* [What to produce]: Report only the number of lines in this material that include the string "MeshDraw".

* [Available data]:
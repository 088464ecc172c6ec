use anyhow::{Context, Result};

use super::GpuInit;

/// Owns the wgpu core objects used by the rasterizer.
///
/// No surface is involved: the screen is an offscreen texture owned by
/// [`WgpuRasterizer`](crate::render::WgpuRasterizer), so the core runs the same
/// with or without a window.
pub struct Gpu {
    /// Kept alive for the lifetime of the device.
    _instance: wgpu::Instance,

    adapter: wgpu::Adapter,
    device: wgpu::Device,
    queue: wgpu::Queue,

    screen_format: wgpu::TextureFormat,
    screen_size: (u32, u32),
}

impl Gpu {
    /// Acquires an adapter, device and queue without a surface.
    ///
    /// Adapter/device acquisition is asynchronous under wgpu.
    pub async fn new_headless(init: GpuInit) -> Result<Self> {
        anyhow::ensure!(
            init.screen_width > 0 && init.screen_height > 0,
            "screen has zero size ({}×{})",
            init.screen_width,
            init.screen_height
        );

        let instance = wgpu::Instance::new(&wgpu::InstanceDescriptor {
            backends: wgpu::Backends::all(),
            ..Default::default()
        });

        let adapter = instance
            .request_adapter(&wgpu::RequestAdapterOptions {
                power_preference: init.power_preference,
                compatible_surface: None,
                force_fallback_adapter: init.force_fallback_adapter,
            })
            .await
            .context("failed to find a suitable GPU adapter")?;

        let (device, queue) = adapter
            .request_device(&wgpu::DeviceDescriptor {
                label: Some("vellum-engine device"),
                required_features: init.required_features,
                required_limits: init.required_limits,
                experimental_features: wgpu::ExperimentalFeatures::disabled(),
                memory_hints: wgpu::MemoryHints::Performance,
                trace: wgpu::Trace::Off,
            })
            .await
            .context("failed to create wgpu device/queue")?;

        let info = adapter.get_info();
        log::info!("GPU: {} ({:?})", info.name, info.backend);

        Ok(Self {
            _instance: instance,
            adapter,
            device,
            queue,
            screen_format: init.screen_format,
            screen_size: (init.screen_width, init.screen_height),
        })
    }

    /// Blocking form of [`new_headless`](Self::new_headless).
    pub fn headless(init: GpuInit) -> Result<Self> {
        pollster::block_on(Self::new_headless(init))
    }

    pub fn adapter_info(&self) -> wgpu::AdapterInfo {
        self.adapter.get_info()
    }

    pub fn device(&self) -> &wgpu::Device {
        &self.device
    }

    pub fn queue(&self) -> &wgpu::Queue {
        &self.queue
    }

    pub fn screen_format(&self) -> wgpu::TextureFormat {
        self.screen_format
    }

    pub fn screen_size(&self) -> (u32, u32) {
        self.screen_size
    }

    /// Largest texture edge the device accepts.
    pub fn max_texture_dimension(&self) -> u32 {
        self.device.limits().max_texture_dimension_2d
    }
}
==
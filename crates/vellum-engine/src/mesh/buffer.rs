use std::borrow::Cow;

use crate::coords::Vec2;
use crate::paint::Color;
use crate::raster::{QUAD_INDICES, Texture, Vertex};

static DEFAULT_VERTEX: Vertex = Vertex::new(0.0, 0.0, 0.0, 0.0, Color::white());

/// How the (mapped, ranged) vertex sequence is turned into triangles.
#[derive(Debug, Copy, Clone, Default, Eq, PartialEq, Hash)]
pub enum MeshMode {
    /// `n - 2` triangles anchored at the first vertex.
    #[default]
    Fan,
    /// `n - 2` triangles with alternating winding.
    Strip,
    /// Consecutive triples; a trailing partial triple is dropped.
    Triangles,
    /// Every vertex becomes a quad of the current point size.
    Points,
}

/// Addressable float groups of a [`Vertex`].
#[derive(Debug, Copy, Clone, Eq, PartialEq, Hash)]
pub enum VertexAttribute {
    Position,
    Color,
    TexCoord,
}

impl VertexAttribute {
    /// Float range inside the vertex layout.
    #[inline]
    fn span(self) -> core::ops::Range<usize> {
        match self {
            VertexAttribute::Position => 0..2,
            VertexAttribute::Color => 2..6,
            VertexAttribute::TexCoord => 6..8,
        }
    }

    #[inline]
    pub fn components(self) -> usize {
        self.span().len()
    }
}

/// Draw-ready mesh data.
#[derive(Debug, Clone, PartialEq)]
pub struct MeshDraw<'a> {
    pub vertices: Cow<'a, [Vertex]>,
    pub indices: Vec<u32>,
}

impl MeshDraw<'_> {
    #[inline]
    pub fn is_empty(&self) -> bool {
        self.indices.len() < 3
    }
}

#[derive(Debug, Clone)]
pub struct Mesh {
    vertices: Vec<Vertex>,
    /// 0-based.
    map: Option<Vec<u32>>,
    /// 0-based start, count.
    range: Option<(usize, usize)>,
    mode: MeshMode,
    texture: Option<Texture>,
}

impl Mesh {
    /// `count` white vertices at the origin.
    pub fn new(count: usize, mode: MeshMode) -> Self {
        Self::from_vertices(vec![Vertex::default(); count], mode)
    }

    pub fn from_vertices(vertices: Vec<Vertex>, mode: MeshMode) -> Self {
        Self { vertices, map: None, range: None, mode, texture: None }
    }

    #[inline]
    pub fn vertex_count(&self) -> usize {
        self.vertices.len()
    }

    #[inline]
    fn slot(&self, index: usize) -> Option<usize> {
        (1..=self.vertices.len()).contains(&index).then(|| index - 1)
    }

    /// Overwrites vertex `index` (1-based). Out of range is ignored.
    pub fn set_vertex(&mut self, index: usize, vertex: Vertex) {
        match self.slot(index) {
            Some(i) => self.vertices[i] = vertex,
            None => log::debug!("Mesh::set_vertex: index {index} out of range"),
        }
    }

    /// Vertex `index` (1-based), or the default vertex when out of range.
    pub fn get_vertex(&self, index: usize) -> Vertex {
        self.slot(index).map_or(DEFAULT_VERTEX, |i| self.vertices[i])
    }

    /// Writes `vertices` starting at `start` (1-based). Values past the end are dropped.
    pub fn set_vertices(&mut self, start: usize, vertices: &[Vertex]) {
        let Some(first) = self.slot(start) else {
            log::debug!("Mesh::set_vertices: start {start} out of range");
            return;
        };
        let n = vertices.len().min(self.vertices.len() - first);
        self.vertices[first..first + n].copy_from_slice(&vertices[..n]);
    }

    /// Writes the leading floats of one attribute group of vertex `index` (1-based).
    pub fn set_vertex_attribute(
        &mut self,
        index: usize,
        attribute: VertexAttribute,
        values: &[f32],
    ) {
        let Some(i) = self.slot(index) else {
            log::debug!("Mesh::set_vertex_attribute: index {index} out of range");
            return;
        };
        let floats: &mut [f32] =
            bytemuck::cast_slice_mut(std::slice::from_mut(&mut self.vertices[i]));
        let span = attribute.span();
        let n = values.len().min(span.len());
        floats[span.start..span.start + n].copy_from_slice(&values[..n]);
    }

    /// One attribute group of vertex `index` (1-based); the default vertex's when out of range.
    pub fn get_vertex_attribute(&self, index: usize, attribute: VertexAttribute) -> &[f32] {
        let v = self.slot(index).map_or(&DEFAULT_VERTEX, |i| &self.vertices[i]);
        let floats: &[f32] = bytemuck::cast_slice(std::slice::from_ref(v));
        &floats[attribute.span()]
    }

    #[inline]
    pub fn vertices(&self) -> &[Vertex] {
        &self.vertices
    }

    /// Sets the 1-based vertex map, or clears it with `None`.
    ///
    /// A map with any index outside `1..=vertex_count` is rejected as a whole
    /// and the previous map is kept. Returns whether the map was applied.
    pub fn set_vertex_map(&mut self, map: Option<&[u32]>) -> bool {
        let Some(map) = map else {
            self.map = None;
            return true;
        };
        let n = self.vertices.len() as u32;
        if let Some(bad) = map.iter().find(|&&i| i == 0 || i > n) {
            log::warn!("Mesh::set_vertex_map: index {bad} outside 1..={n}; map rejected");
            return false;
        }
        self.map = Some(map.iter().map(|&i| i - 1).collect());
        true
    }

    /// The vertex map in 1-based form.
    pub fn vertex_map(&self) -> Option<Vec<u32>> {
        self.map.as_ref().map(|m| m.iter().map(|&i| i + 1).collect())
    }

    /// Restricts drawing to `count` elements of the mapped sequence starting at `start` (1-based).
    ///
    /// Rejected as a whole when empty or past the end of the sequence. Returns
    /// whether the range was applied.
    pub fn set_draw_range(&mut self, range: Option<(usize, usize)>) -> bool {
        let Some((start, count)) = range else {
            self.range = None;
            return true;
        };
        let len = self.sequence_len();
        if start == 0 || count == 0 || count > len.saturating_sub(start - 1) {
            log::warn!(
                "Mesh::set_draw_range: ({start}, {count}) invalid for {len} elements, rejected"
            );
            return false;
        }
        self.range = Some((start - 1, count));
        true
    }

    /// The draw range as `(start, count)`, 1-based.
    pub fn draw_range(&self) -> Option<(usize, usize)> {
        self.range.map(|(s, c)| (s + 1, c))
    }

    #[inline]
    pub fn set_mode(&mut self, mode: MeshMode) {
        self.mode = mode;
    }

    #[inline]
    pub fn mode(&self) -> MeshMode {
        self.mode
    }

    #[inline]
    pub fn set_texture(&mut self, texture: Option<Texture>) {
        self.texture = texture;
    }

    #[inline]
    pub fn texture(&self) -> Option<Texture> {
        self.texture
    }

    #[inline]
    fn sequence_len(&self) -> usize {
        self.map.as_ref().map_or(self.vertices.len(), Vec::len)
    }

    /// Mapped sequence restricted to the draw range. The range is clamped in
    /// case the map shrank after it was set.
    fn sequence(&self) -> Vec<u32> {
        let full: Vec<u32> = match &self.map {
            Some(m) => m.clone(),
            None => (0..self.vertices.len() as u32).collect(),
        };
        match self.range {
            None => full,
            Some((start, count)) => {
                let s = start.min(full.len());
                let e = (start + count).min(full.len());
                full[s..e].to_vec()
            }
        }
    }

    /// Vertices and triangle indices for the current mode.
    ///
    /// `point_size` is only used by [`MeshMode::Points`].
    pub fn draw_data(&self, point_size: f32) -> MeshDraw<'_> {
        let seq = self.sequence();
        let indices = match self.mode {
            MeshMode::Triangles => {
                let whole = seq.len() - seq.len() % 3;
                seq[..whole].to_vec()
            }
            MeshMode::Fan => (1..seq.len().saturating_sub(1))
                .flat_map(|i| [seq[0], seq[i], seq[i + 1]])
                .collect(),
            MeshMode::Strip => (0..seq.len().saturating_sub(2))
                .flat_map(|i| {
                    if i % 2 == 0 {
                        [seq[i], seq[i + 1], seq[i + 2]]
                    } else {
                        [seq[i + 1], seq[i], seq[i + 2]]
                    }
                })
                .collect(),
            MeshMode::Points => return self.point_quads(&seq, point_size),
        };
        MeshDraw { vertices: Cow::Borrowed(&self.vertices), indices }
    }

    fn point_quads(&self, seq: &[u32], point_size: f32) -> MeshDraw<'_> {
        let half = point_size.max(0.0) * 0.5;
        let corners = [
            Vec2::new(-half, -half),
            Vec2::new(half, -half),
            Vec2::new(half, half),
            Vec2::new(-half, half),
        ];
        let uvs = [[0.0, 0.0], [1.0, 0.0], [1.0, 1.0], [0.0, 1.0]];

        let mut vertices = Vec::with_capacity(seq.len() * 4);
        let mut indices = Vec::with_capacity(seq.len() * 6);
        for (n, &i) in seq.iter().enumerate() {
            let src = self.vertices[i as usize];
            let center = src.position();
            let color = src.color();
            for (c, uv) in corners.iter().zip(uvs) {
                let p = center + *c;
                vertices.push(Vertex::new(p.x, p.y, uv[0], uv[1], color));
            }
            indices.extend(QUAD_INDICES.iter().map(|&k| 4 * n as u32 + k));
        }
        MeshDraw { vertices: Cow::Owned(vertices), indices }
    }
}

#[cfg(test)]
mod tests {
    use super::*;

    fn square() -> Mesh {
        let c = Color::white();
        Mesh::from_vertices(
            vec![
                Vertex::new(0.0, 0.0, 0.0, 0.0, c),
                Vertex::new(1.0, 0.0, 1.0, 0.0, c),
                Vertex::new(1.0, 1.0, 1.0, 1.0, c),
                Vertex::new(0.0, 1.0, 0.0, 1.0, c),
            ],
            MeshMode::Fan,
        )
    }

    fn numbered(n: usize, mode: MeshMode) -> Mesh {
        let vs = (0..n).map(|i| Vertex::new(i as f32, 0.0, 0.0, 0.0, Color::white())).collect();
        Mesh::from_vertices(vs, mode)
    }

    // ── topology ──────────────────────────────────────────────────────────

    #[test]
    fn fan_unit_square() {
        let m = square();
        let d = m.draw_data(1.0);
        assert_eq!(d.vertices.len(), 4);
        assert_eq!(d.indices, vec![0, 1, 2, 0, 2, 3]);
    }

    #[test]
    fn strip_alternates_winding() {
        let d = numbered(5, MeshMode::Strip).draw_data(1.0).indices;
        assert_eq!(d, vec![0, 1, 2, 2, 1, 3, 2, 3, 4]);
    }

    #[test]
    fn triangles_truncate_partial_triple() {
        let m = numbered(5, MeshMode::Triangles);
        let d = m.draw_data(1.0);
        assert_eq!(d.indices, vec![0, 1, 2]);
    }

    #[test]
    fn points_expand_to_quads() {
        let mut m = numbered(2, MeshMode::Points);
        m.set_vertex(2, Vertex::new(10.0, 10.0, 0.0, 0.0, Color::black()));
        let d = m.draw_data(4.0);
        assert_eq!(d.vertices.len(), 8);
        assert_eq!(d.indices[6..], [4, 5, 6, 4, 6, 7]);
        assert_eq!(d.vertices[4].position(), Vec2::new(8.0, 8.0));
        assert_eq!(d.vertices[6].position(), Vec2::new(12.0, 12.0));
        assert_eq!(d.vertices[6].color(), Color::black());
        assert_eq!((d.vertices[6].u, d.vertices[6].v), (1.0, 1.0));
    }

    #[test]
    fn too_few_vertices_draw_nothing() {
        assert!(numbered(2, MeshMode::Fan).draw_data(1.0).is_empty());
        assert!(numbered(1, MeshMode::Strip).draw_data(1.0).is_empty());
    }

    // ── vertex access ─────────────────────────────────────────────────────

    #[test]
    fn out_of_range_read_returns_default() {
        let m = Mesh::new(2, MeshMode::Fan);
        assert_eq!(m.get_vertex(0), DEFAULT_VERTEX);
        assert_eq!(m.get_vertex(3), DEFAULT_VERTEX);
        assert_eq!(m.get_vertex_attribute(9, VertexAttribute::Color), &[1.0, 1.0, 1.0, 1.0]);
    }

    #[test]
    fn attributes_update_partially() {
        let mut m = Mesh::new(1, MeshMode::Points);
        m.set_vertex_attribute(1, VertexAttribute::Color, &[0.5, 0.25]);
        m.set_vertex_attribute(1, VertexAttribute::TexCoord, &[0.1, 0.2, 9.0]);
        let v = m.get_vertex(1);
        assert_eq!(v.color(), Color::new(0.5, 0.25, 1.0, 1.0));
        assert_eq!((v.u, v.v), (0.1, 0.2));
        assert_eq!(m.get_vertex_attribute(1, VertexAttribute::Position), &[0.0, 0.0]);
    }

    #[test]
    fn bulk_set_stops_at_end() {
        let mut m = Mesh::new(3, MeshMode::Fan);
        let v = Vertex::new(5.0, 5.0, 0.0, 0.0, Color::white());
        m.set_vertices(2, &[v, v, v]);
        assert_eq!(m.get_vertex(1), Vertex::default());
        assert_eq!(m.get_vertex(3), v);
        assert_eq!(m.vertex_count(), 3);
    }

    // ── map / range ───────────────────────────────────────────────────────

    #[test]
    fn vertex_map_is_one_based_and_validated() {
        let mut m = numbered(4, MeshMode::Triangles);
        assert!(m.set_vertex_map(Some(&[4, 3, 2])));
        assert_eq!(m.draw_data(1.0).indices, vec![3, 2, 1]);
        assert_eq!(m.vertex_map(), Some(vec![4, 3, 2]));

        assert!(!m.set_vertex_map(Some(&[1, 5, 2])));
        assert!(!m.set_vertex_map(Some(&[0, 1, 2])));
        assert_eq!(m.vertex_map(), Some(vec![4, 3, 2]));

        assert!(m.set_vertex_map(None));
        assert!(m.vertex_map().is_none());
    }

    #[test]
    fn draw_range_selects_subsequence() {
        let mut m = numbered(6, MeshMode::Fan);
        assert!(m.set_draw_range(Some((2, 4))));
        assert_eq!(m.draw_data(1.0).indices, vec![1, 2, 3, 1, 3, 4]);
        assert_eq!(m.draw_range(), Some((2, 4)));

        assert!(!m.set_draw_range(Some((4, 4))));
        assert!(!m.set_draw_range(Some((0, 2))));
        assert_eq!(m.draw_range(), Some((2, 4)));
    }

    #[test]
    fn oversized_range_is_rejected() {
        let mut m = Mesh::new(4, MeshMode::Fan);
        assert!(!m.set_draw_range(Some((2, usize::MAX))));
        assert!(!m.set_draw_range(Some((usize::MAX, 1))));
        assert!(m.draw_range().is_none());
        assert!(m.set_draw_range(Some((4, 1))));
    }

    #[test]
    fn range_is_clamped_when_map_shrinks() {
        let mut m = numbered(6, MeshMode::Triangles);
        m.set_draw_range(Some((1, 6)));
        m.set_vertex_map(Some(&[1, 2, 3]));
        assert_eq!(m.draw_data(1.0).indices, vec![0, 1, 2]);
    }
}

* [Exercise solution]: 6